Previous literature has established an association between severe beta-amyloid-related AD pathology and worse cognitive decline. However, among patients with high beta-amyloid burden, some exhibit better cognitive function than others, possibly due to cognitive reserve factors.

Furthermore, prior research has demonstrated close interactions between slow-wave sleep disruption, cognitive performance, and beta-amyloid burden. For the study, researchers hypothesized that sufficient slow-wave brain activity during NREM sleep is a previously unrecognized source of cognitive reserve mitigating the effects of AD pathology.

The researchers conducted an observational trial in 62 cognitively healthy adults, recruited from the Berkeley Aging Cohort Study, with a mean age of approximately 75 years. They quantified beta-amyloid burden for each participant using Pittsburgh compound B (11C-PiB) positron emission tomography (PET). Half of the participants, whose beta-amyloid burden exceeded a numerical cutoff, were classified as beta-amyloid-positive.

[O]f therapeutic importance, and unlike many other cognitive reserve factors identified to date, sleep may represent a novel modifiable reserve factor and thus a promising treatment target.

Within 2 years post-PET imaging, both groups participated in the sleep observation, during which the researchers conducted polysomnography measurements of brain wave activity, particularly the slower delta waves; eye movements; and chin muscle activity.

Afterward, structural MRI studies were obtained to measure medial prefrontal cortical atrophy. Participants also completed memory tasks to evaluate both sleep-dependent learning and stable (trait-like) recall.

The researchers found that relative power over the full delta-wave spectrum (NREM slow-wave activity) was higher in participants who were beta-amyloid-positive than in those with low beta-amyloid burden (0.73±0.07 vs 0.68±0.08, P =.01). Participants across groups performed similarly on memory tests; but multiple linear regression analysis predicting test scores confirmed a strong interaction effect between pronounced slow-wave activity during NREM sleep and beta-amyloid-positive status (standardized coefficient = 0.64, P =.042).

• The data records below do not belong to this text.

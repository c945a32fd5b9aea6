//! Privilege level management with rank-based navigation.

use std::cmp::Ordering;

use regex::bytes::Regex;

use crate::platform::{PlatformDefinition, PrivilegeLevel};

/// Manages privilege level navigation for one session.
///
/// Levels form a chain ordered by rank; every transition moves exactly one
/// rank up or down. This manager handles:
/// - Determining current privilege from a prompt
/// - Picking the command for the next step towards a target rank
#[derive(Debug)]
pub struct PrivilegeManager<'a> {
    platform: &'a PlatformDefinition,

    /// Device-specific replacement for the escalate command.
    escalate_override: Option<&'a str>,
}

impl<'a> PrivilegeManager<'a> {
    pub fn new(platform: &'a PlatformDefinition, escalate_override: Option<&'a str>) -> Self {
        Self {
            platform,
            escalate_override,
        }
    }

    /// Determine the privilege level from a prompt string.
    pub fn determine_from_prompt(&self, prompt: &str) -> Option<&'a PrivilegeLevel> {
        self.platform
            .privilege_levels
            .values()
            .find(|level| level.matches(prompt))
    }

    /// Get the transition one rank from `from` towards `target`.
    ///
    /// Returns `None` when already there, or when the platform defines no
    /// command for the needed step.
    pub fn next_transition(&self, from: u8, target: u8) -> Option<TransitionInfo> {
        match from.cmp(&target) {
            Ordering::Equal => None,
            Ordering::Less => {
                // Escalating: use escalate_command from the level above
                let to_level = self.platform.level_by_rank(from.checked_add(1)?)?;
                let command = match (to_level.rank, self.escalate_override) {
                    (1, Some(command)) => command.to_string(),
                    _ => to_level.escalate_command.clone()?,
                };
                Some(TransitionInfo {
                    command,
                    to: to_level.rank,
                    auth_prompt: to_level.escalate_prompt.clone(),
                })
            }
            Ordering::Greater => {
                // De-escalating: use deescalate_command from current
                let from_level = self.platform.level_by_rank(from)?;
                let to_level = self.platform.level_by_rank(from.checked_sub(1)?)?;
                Some(TransitionInfo {
                    command: from_level.deescalate_command.clone()?,
                    to: to_level.rank,
                    auth_prompt: None,
                })
            }
        }
    }
}

/// Information about a privilege level transition.
#[derive(Debug, Clone)]
pub struct TransitionInfo {
    /// Command to execute for the transition.
    pub command: String,

    /// Rank the transition leads to.
    pub to: u8,

    /// Pattern to match for auth prompt. If `Some`, the device may ask for
    /// the elevation secret.
    pub auth_prompt: Option<Regex>,
}
//! # cfgvault
//!
//! Concurrent configuration backup for multi-vendor network devices.
//!
//! cfgvault opens many SSH shell sessions at once under a concurrency cap,
//! walks each device to the privilege level its configuration dump needs,
//! and hands the output to a separate persistence task that filters it,
//! writes it to disk and commits it to a per-device git repository.
//!
//! ## Features
//!
//! - Async SSH sessions via russh
//! - Multi-vendor support (Cisco IOS, Juniper JUNOS, MikroTik RouterOS)
//! - Efficient pattern buffer matching (tail search over stripped output)
//! - Privilege detection and escalation from prompt text alone
//! - Bounded fan-out with a decoupled commit-on-change store
//!
//! ## Quick Start
//!
//! ```rust,no_run
//! use cfgvault::{AppConfig, BackupRun, Inventory};
//!
//! #[tokio::main]
//! async fn main() -> Result<(), cfgvault::Error> {
//!     let config = AppConfig::load("config.toml")?;
//!     let inventory = Inventory::load(&config.application.devices_path)?;
//!
//!     let summary = BackupRun::from_config(&config).execute(inventory).await?;
//!     print!("{}", summary);
//!     Ok(())
//! }
//! ```

pub mod backup;
pub mod channel;
pub mod config;
pub mod device;
pub mod driver;
pub mod error;
pub mod inventory;
pub mod platform;
pub mod transport;

#[cfg(test)]
mod testing;

// Re-export main types for convenience
pub use backup::{BackupRun, DeviceReport, DeviceStatus, RunSummary};
pub use config::AppConfig;
pub use device::{Credentials, DeviceRecord, Privilege};
pub use driver::{FailureReason, SessionDriver, SessionOutcome};
pub use error::Error;
pub use inventory::{Inventory, Rejection};
pub use platform::{PlatformDefinition, PrivilegeLevel, Vendor};
pub use transport::{HostKeyVerification, SshConfig, SshConnector};
//! Privilege detection, escalation and configuration retrieval for one
//! device session.

use std::sync::Arc;
use std::time::Duration;

use log::{debug, info, warn};

use super::outcome::{FailureReason, SessionOutcome};
use super::privilege::{PrivilegeManager, TransitionInfo};
use crate::channel::{PtyChannel, ShellChannel};
use crate::device::DeviceRecord;
use crate::error::ChannelError;
use crate::platform::{PlatformDefinition, PrivilegeLevel};

/// Maximum privilege transitions attempted in one session.
pub const MAX_ESCALATION_ATTEMPTS: usize = 3;

/// How long to wait for an unprompted login prompt before sending a return.
const LOGIN_PROMPT_WAIT: Duration = Duration::from_secs(5);

/// Drives one open shell from login to configuration dump.
///
/// The driver never opens or closes the shell; whoever opened it closes
/// it. Every failure is returned as data inside the [`SessionOutcome`].
#[derive(Debug)]
pub struct SessionDriver {
    device: Arc<DeviceRecord>,
    platform: &'static PlatformDefinition,
}

impl SessionDriver {
    pub fn new(device: Arc<DeviceRecord>) -> Self {
        let platform = device.vendor.platform();
        Self { device, platform }
    }

    /// Run the session to completion.
    pub async fn run<C: ShellChannel>(&self, channel: &mut PtyChannel<C>) -> SessionOutcome {
        match self.retrieve(channel).await {
            Ok(output) => {
                info!(
                    "{}: retrieved {} bytes of configuration",
                    self.device.address,
                    output.len()
                );
                SessionOutcome::success(self.device.clone(), output)
            }
            Err(reason) => {
                warn!("{}: {}", self.device.address, reason);
                SessionOutcome::failure(self.device.clone(), reason)
            }
        }
    }

    async fn retrieve<C: ShellChannel>(
        &self,
        channel: &mut PtyChannel<C>,
    ) -> Result<String, FailureReason> {
        self.read_login_prompt(channel).await?;

        let show = &self.platform.show_config;
        self.acquire_rank(channel, show.rank).await?;

        for command in &self.platform.on_open_commands {
            let output = self.send_command(channel, command).await?;
            if let Some(pattern) = self.platform.detect_failure(&output) {
                debug!("{}: '{}' rejected ({})", self.device.address, command, pattern);
            }
        }

        let output = self.send_command(channel, &show.command).await?;
        if let Some(pattern) = self.platform.detect_failure(&output) {
            return Err(FailureReason::Command(format!("{}: {}", show.command, pattern)));
        }

        Ok(output)
    }

    /// Consume the login banner up to the first prompt.
    ///
    /// Some devices print nothing until they see a keystroke.
    async fn read_login_prompt<C: ShellChannel>(
        &self,
        channel: &mut PtyChannel<C>,
    ) -> Result<(), FailureReason> {
        let prompt = self.platform.prompt_pattern();
        match tokio::time::timeout(LOGIN_PROMPT_WAIT, channel.read_until(prompt)).await {
            Ok(Ok(_)) => return Ok(()),
            Ok(Err(ChannelError::PatternTimeout(_))) | Err(_) => {}
            Ok(Err(e)) => return Err(e.into()),
        }

        debug!("{}: no prompt after login, sending return", self.device.address);
        channel.send("").await?;
        channel.read_until(prompt).await?;
        Ok(())
    }

    /// Move the session to `target` one rank at a time.
    async fn acquire_rank<C: ShellChannel>(
        &self,
        channel: &mut PtyChannel<C>,
        target: u8,
    ) -> Result<(), FailureReason> {
        let privileges =
            PrivilegeManager::new(self.platform, self.device.privilege.command.as_deref());
        let mut attempts = 0;

        loop {
            let level = self.detect(channel, &privileges).await?;
            debug!(
                "{}: at privilege '{}' (rank {}), need rank {}",
                self.device.address, level.name, level.rank, target
            );

            if level.rank == target {
                return Ok(());
            }
            if attempts >= MAX_ESCALATION_ATTEMPTS {
                return Err(FailureReason::PrivilegeNotAttainable);
            }
            attempts += 1;

            let transition = privileges
                .next_transition(level.rank, target)
                .ok_or(FailureReason::PrivilegeNotAttainable)?;
            self.transition(channel, &transition).await?;
        }
    }

    /// Send a newline and classify the prompt it produces.
    async fn detect<'p, C: ShellChannel>(
        &self,
        channel: &mut PtyChannel<C>,
        privileges: &PrivilegeManager<'p>,
    ) -> Result<&'p PrivilegeLevel, FailureReason> {
        channel.send("").await?;
        let result = channel.read_until(self.platform.prompt_pattern()).await?;
        privileges
            .determine_from_prompt(&result.prompt)
            .ok_or(FailureReason::UnknownPrompt(result.prompt))
    }

    async fn transition<C: ShellChannel>(
        &self,
        channel: &mut PtyChannel<C>,
        transition: &TransitionInfo,
    ) -> Result<(), FailureReason> {
        let prompt = self.platform.prompt_pattern();
        debug!(
            "{}: sending '{}' towards rank {}",
            self.device.address, transition.command, transition.to
        );
        channel.send(&transition.command).await?;

        let Some(auth) = &transition.auth_prompt else {
            channel.read_until(prompt).await?;
            return Ok(());
        };

        if channel.read_until_any(&[prompt, auth]).await?.matched == 0 {
            return Ok(());
        }

        let Some(secret) = self.device.elevation_secret() else {
            warn!("{}: elevation secret requested but none configured", self.device.address);
            return Err(FailureReason::PrivilegeNotAttainable);
        };
        channel.send_hidden(secret).await?;

        if channel.read_until_any(&[prompt, auth]).await?.matched == 1 {
            warn!("{}: elevation secret rejected", self.device.address);
            return Err(FailureReason::PrivilegeNotAttainable);
        }
        Ok(())
    }

    async fn send_command<C: ShellChannel>(
        &self,
        channel: &mut PtyChannel<C>,
        command: &str,
    ) -> Result<String, FailureReason> {
        channel.send(command).await?;
        let result = channel.read_until(self.platform.prompt_pattern()).await?;
        Ok(normalize_output(&result.output, command))
    }
}

/// Strip the command echo and the trailing prompt from command output.
pub fn normalize_output(raw: &str, command: &str) -> String {
    let mut lines: Vec<&str> = raw.lines().collect();
    lines.pop();
    if lines
        .first()
        .is_some_and(|line| line.trim_end().ends_with(command.trim()))
    {
        lines.remove(0);
    }
    lines.join("\n")
}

When controlling for age, sex, body mass index (BMI), physical activity, education, prefrontal gray-matter atrophy, and time lag between PET imaging and the sleep observation, this interaction remained an independent predictor of cognitive reserve, as measured by the memory tests. However, the interaction effect was not present in participants with low beta-amyloid burden, or for REM sleep or nondelta wave activity. It also did not predict trait-like memory task performance, but rather was specific for next-day state-like function.

How slow-wave NREM sleep may protect cognition in adults with high beta-amyloid burden is unclear. Potentially beneficial slow-wave-sleep-dependent processes include normalization of hippocampal synaptic activity, restoration of memory consolidation through hippocampal-neocortical coactivation, and improved glymphatic clearance.

The study included only healthy participants; it is unclear whether these findings are generalizable to adults with AD. The researchers also cautioned that, in this observational study, they could not demonstrate that sleep characteristics caused differences in memory-task performance — only that the association existed.

However, they noted, if sleep quality proves to be causal, “of therapeutic importance, and unlike many other cognitive reserve factors identified to date, sleep may represent a novel modifiable reserve factor and thus a promising treatment target.”

Disclosure: Some study authors declared affiliations with biotech, pharmaceutical, and/or device companies. Please see the original reference for a full list of authors’ disclosures.